**Supplied records:**
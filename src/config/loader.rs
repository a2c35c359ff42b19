use std::path::{Path, PathBuf};

use crate::config::types::JudgeletConfig;
use crate::error::{JudgeletError, Result};

/// Get the default configuration file path
pub fn get_config_path() -> PathBuf {
    if let Some(proj_dirs) = directories::ProjectDirs::from("com", "judgelet", "judgelet") {
        proj_dirs.config_dir().join("config.toml")
    } else {
        // Fallback to home directory
        dirs_fallback().join(".judgelet").join("config.toml")
    }
}

fn dirs_fallback() -> PathBuf {
    std::env::var("HOME")
        .map(PathBuf::from)
        .unwrap_or_else(|_| PathBuf::from("."))
}

/// Load configuration from file, with defaults for missing values
pub fn load_config(config_path: Option<&Path>) -> Result<JudgeletConfig> {
    let path = config_path
        .map(PathBuf::from)
        .unwrap_or_else(get_config_path);

    if !path.exists() {
        // An explicitly named file must exist
        if config_path.is_some() {
            return Err(JudgeletError::ConfigNotFound {
                path: path.display().to_string(),
            });
        }
        return Ok(JudgeletConfig::default());
    }

    let content = std::fs::read_to_string(&path)?;
    let config: JudgeletConfig =
        toml::from_str(&content).map_err(|e| JudgeletError::TomlParse(e.to_string()))?;
    validate(&config)?;

    Ok(config)
}

fn validate(config: &JudgeletConfig) -> Result<()> {
    let exec = &config.execution;
    if exec.run_timeout_ms == 0 || exec.test_timeout_ms == 0 {
        return Err(JudgeletError::Config(
            "execution timeouts must be greater than zero".to_string(),
        ));
    }
    if config.sandbox.host_origin.is_empty() || config.sandbox.host_origin == "null" {
        return Err(JudgeletError::Config(
            "sandbox.host_origin must be a non-opaque origin".to_string(),
        ));
    }
    Ok(())
}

**Problem statement:** Retype the material above, line by line, exactly.

**Response box:**
filename src/config/loader.rs
repository a2c35c359ff42b19
use std::path::{Path, PathBuf};

use crate::config::types::JudgeletConfig;
use crate::error::{JudgeletError, Result};

/// Get the default configuration file path
pub fn get_config_path() -> PathBuf {
    if let Some(proj_dirs) = directories::ProjectDirs::from("com", "judgelet", "judgelet") {
        proj_dirs.config_dir().join("config.toml")
    } else {
        // Fallback to home directory
        dirs_fallback().join(".judgelet").join("config.toml")
    }
}

fn dirs_fallback() -> PathBuf {
    std::env::var("HOME")
        .map(PathBuf::from)
        .unwrap_or_else(|_| PathBuf::from("."))
}

/// Load configuration from file, with defaults for missing values
pub fn load_config(config_path: Option<&Path>) -> Result<JudgeletConfig> {
    let path = config_path
        .map(PathBuf::from)
        .unwrap_or_else(get_config_path);

    if !path.exists() {
        // An explicitly named file must exist
        if config_path.is_some() {
            return Err(JudgeletError::ConfigNotFound {
                path: path.display().to_string(),
            });
        }
        return Ok(JudgeletConfig::default());
    }

    let content = std::fs::read_to_string(&path)?;
    let config: JudgeletConfig =
        toml::from_str(&content).map_err(|e| JudgeletError::TomlParse(e.to_string()))?;
    validate(&config)?;

    Ok(config)
}

fn validate(config: &JudgeletConfig) -> Result<()> {
    let exec = &config.execution;
    if exec.run_timeout_ms == 0 || exec.test_timeout_ms == 0 {
        return Err(JudgeletError::Config(
            "execution timeouts must be greater than zero".to_string(),
        ));
    }
    if config.sandbox.host_origin.is_empty() || config.sandbox.host_origin == "null" {
        return Err(JudgeletError::Config(
            "sandbox.host_origin must be a non-opaque origin".to_string(),
        ));
    }
    Ok(())
}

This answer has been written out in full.